Middle income countries are also limited in their ability to use policy
levers that could help them usher in affordable medicine. The World Trade
Organization’s intellectual property agreement (TRIPS) requires these
countries to grant patents on drugs, whereas low income countries are not
yet legally required to do so.10 More patents mean more expensive
medicines, as generics can be 99% cheaper than originator products.11

The cumulative result is that, despite battling a bigger burden of disease
and housing more poor people, middle income countries pay much more for
medicines than their low income counterparts, while receiving little
international help to foot an increasingly large bill. Take the case of two
antiretrovirals used in combination for third line HIV therapy, etravirine
and raltegravir. Brazil pays over $5000 (£3200; €4500) per person a year
for each drug12 whereas each is available for $800 or less in sub-Saharan
African countries.11

Higher medicine prices mean constrained access to medicines. Thailand, for
example, restricts patient access to patented second and third line
antiretrovirals because it cannot foot the bill, according to Chalermsak
Kittitrakul, from the AIDS Access Foundation. As a result of the high costs
and limited support from the international community, antiretroviral
coverage rates are lower in middle income countries than in low income
countries, at 42% and 44%, respectively.4

Faced with rising medicine costs and decreasing international support,
middle income countries need to enact policies that promote affordable
medicines.
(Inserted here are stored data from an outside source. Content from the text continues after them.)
/// Byte size of a type record in the on-disk type section.
pub fn type_size(t: &BtfType) -> usize {
    let common = size_of::<btf_type>();
    match t {
        BtfType::Void => 0,
        BtfType::Ptr(_)
        | BtfType::Fwd(_)
        | BtfType::Typedef(_)
        | BtfType::Volatile(_)
        | BtfType::Const(_)
        | BtfType::Restrict(_)
        | BtfType::Func(_) => common,
        BtfType::Int(_) | BtfType::Var(_) => common + size_of::<u32>(),
        BtfType::Array(_) => common + size_of::<btf_array>(),
        BtfType::Struct(t) => common + t.members.len() * size_of::<btf_member>(),
        BtfType::Union(t) => common + t.members.len() * size_of::<btf_member>(),
        BtfType::Enum(t) => common + t.values.len() * size_of::<btf_enum>(),
        BtfType::FuncProto(t) => common + t.params.len() * size_of::<btf_param>(),
        BtfType::Datasec(t) => common + t.vars.len() * size_of::<btf_datasec_var>(),
    }
}

/// A parsed BTF type table. Used for loading a base BTF to continue
/// numbering from and for verifying encoder output.
#[derive(Debug)]
pub struct Btf {
    endian: scroll::Endian,
    types: Vec<BtfType>,
}

impl Btf {
    pub fn types(&self) -> &[BtfType] {
        &self.types
    }

    pub fn type_by_id(&self, type_id: u32) -> &BtfType {
        &self.types[type_id as usize]
    }

    /// Number of table slots, including the implicit void slot 0.
    pub fn type_cnt(&self) -> u32 {
        self.types.len() as u32
    }

    /// Parse a raw BTF image (header + type section + string section).
    pub fn parse(data: &[u8]) -> BtfResult<Btf> {
        if data.len() < size_of::<btf_header>() {
            return btf_error(format!("BTF image too short: {} bytes", data.len()));
        }
        // The magic is endian-sensitive, so probing it little-endian first
        // tells us which byte order the image was produced in.
        let endian = if data.pread_with::<u16>(0, scroll::LE)? == BTF_MAGIC {
            scroll::LE
        } else {
            scroll::BE
        };
        let hdr = data.pread_with::<btf_header>(0, endian)?;
        if hdr.magic != BTF_MAGIC {
            return btf_error(format!("Invalid BTF magic: {}", hdr.magic));
        }
        if hdr.version != BTF_VERSION {
            return btf_error(format!(
                "Unsupported BTF version: {}, expect: {}",
                hdr.version, BTF_VERSION
            ));
        }

        let type_off = (hdr.hdr_len + hdr.type_off) as usize;
        let type_end = type_off + hdr.type_len as usize;
        let str_off = (hdr.hdr_len + hdr.str_off) as usize;
        let str_end = str_off + hdr.str_len as usize;
        if type_end > data.len() || str_end > data.len() {
            return btf_error(format!(
                "BTF sections out of bounds: type {}..{}, str {}..{}, image {}",
                type_off,
                type_end,
                str_off,
                str_end,
                data.len()
            ));
        }
        let type_data = &data[type_off..type_end];
        let str_data = &data[str_off..str_end];

        let mut btf = Btf {
            endian: endian,
            types: vec![BtfType::Void],
        };
        let mut off: usize = 0;
        while off < hdr.type_len as usize {
            let t = btf.load_type(&type_data[off..], str_data)?;
            off += type_size(&t);
            btf.types.push(t);
        }
        Ok(btf)
    }

    /// Parse the `.BTF` section of an already-compiled EO.
    pub fn from_elf_data(data: &[u8]) -> BtfResult<Btf> {
        let elf = object::File::parse(data)?;
        let btf_section = elf
            .section_by_name(BTF_ELF_SEC)
            .ok_or_else(|| Box::new(BtfError::new("No .BTF section found!")))?;
        Btf::parse(btf_section.data()?)
    }

    fn load_type(&self, data: &[u8], strs: &[u8]) -> BtfResult<BtfType> {
        let t = data.pread_with::<btf_type>(0, self.endian)?;
        let extra = &data[size_of::<btf_type>()..];
        let kind = Btf::get_kind(t.info);
        match kind {
            BTF_KIND_INT => self.load_int(&t, extra, strs),
            BTF_KIND_PTR => Ok(BtfType::Ptr(BtfPtr { type_id: t.type_id })),
            BTF_KIND_ARRAY => self.load_array(extra),
            BTF_KIND_STRUCT => self.load_composite(&t, extra, strs, true),
            BTF_KIND_UNION => self.load_composite(&t, extra, strs, false),
            BTF_KIND_ENUM => self.load_enum(&t, extra, strs),
            BTF_KIND_FWD => Ok(BtfType::Fwd(BtfFwd {
                name: Btf::get_btf_str(strs, t.name_off)?,
                kind: if Btf::get_kind_flag(t.info) {
                    BtfFwdKind::Union
                } else {
                    BtfFwdKind::Struct
                },
            })),
            BTF_KIND_TYPEDEF => Ok(BtfType::Typedef(BtfTypedef {
                name: Btf::get_btf_str(strs, t.name_off)?,
                type_id: t.type_id,
            })),
            BTF_KIND_VOLATILE => Ok(BtfType::Volatile(BtfVolatile { type_id: t.type_id })),
            BTF_KIND_CONST => Ok(BtfType::Const(BtfConst { type_id: t.type_id })),
            BTF_KIND_RESTRICT => Ok(BtfType::Restrict(BtfRestrict { type_id: t.type_id })),
            BTF_KIND_FUNC => Ok(BtfType::Func(BtfFunc {
                name: Btf::get_btf_str(strs, t.name_off)?,
                proto_type_id: t.type_id,
            })),
            BTF_KIND_FUNC_PROTO => self.load_func_proto(&t, extra, strs),
            BTF_KIND_VAR => self.load_var(&t, extra, strs),
            BTF_KIND_DATASEC => self.load_datasec(&t, extra, strs),
            _ => btf_error(format!("Unknown BTF kind: {}", kind)),
        }
    }

    fn load_int(&self, t: &btf_type, extra: &[u8], strs: &[u8]) -> BtfResult<BtfType> {
        let info = extra.pread_with::<u32>(0, self.endian)?;
        let enc = (info >> 24) & 0xf;
        let off = (info >> 16) & 0xff;
        let bits = info & 0xff;
        Ok(BtfType::Int(BtfInt {
            name: Btf::get_btf_str(strs, t.name_off)?,
            bits: bits,
            offset: off,
            encoding: match enc {
                0 => BtfIntEncoding::None,
                BTF_INT_SIGNED => BtfIntEncoding::Signed,
                BTF_INT_CHAR => BtfIntEncoding::Char,
                BTF_INT_BOOL => BtfIntEncoding::Bool,
                _ => {
                    return btf_error(format!("Unknown BTF int encoding: {}", enc));
                }
            },
        }))
    }

    fn load_array(&self, extra: &[u8]) -> BtfResult<BtfType> {
        let info = extra.pread_with::<btf_array>(0, self.endian)?;
        Ok(BtfType::Array(BtfArray {
            nelems: info.nelems,
            idx_type_id: info.idx_type_id,
            val_type_id: info.val_type_id,
        }))
    }

    fn load_composite(
        &self,
        t: &btf_type,
        extra: &[u8],
        strs: &[u8],
        is_struct: bool,
    ) -> BtfResult<BtfType> {
        let comp = BtfComposite {
            is_struct: is_struct,
            name: Btf::get_btf_str(strs, t.name_off)?,
            sz: t.type_id, // it's a type/size union in C
            members: self.load_members(t, extra, strs)?,
        };
        Ok(if is_struct {
            BtfType::Struct(comp)
        } else {
            BtfType::Union(comp)
        })
    }

    fn load_members(&self, t: &btf_type, extra: &[u8], strs: &[u8]) -> BtfResult<Vec<BtfMember>> {
        let mut res = Vec::new();
        let mut off: usize = 0;
        let bits = Btf::get_kind_flag(t.info);

        for _ in 0..Btf::get_vlen(t.info) {
            let m = extra.pread_with::<btf_member>(off, self.endian)?;
            res.push(BtfMember {
                name: Btf::get_btf_str(strs, m.name_off)?,
                type_id: m.type_id,
                bit_size: if bits { (m.offset >> 24) as u8 } else { 0 },
                bit_offset: if bits { m.offset & 0xffffff } else { m.offset },
            });
            off += size_of::<btf_member>();
        }
        Ok(res)
    }

    fn load_enum(&self, t: &btf_type, extra: &[u8], strs: &[u8]) -> BtfResult<BtfType> {
        let mut vals = Vec::new();
        let mut off: usize = 0;

        for _ in 0..Btf::get_vlen(t.info) {
            let v = extra.pread_with::<btf_enum>(off, self.endian)?;
            vals.push(BtfEnumValue {
                name: Btf::get_btf_str(strs, v.name_off)?,
                value: v.val,
            });
            off += size_of::<btf_enum>();
        }
        Ok(BtfType::Enum(BtfEnum {
            name: Btf::get_btf_str(strs, t.name_off)?,
            sz: t.type_id, // it's a type/size union in C
            values: vals,
        }))
    }

    fn load_func_proto(&self, t: &btf_type, extra: &[u8], strs: &[u8]) -> BtfResult<BtfType> {
        let mut params = Vec::new();
        let mut off: usize = 0;

        for _ in 0..Btf::get_vlen(t.info) {
            let p = extra.pread_with::<btf_param>(off, self.endian)?;
            params.push(BtfFuncParam {
                name: Btf::get_btf_str(strs, p.name_off)?,
                type_id: p.type_id,
            });
            off += size_of::<btf_param>();
        }
        Ok(BtfType::FuncProto(BtfFuncProto {
            res_type_id: t.type_id,
            params: params,
        }))
    }

    fn load_var(&self, t: &btf_type, extra: &[u8], strs: &[u8]) -> BtfResult<BtfType> {
        let kind = extra.pread_with::<u32>(0, self.endian)?;
        Ok(BtfType::Var(BtfVar {
            name: Btf::get_btf_str(strs, t.name_off)?,
            type_id: t.type_id,
            kind: match kind {
                BTF_VAR_STATIC => BtfVarKind::Static,
                BTF_VAR_GLOBAL_ALLOCATED => BtfVarKind::GlobalAlloc,
                _ => {
                    return btf_error(format!("Unknown BTF var kind: {}", kind));
                }
            },
        }))
    }

    fn load_datasec(&self, t: &btf_type, extra: &[u8], strs: &[u8]) -> BtfResult<BtfType> {
        let mut vars = Vec::new();
        let mut off: usize = 0;

        for _ in 0..Btf::get_vlen(t.info) {
            let v = extra.pread_with::<btf_datasec_var>(off, self.endian)?;
            vars.push(BtfDatasecVar {
                type_id: v.type_id,
                offset: v.offset,
                sz: v.size,
            });
            off += size_of::<btf_datasec_var>();
        }
        Ok(BtfType::Datasec(BtfDatasec {
            name: Btf::get_btf_str(strs, t.name_off)?,
            sz: t.type_id, // it's a type/size union in C
            vars: vars,
        }))
    }

    fn get_btf_str(strs: &[u8], off: u32) -> BtfResult<String> {
        let off = off as usize;
        if off >= strs.len() {
            return btf_error(format!("String offset {} out of bounds", off));
        }
        let end = match strs[off..].iter().position(|&b| b == 0) {
            Some(pos) => off + pos,
            None => return btf_error(format!("Unterminated string at offset {}", off)),
        };
        Ok(std::str::from_utf8(&strs[off..end])?.to_owned())
    }

    fn get_vlen(info: u32) -> u32 {
        info & 0xffff
    }

    fn get_kind(info: u32) -> u32 {
        (info >> 24) & 0xf
    }

    fn get_kind_flag(info: u32) -> bool {
        (info >> 31) == 1
    }
}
One way they can do this is to use flexibilities outlined in the
TRIPS agreement, which allows countries to determine what is patentable,
permits the public to oppose patents that may be unmerited, and permits
generic production even if patents exist, among other things.13

India has made most use of these flexibilities. It doesn’t issue patents on
new versions of old compounds unless they significantly enhance therapeutic
efficacy, allows anyone to oppose patents, and has created an enabling
climate to usher in generic production of otherwise prohibitively expensive
medicines.14 In just one example, India rejected a patent for the
antiretroviral tenofovir15 and made generic versions of the medicine that
are up to 14 times cheaper.16

India isn’t the only country to benefit from its use of TRIPS
flexibilities. Famous for being the “pharmacy of the developing world,”
India sells generic drugs to many low and middle income countries. The
Initiative for Medicines, Access and Knowledge (I-MAK) estimates that their
use of Indian generics of three antiretrovirals alone —abacavir,
nevirapine, and lopinavir/ritonavir—has saved $100m annually over the past
five years. If reinvested in antiretroviral programmes, these cost savings
could put an extra 700 000 people on first line medicines worldwide.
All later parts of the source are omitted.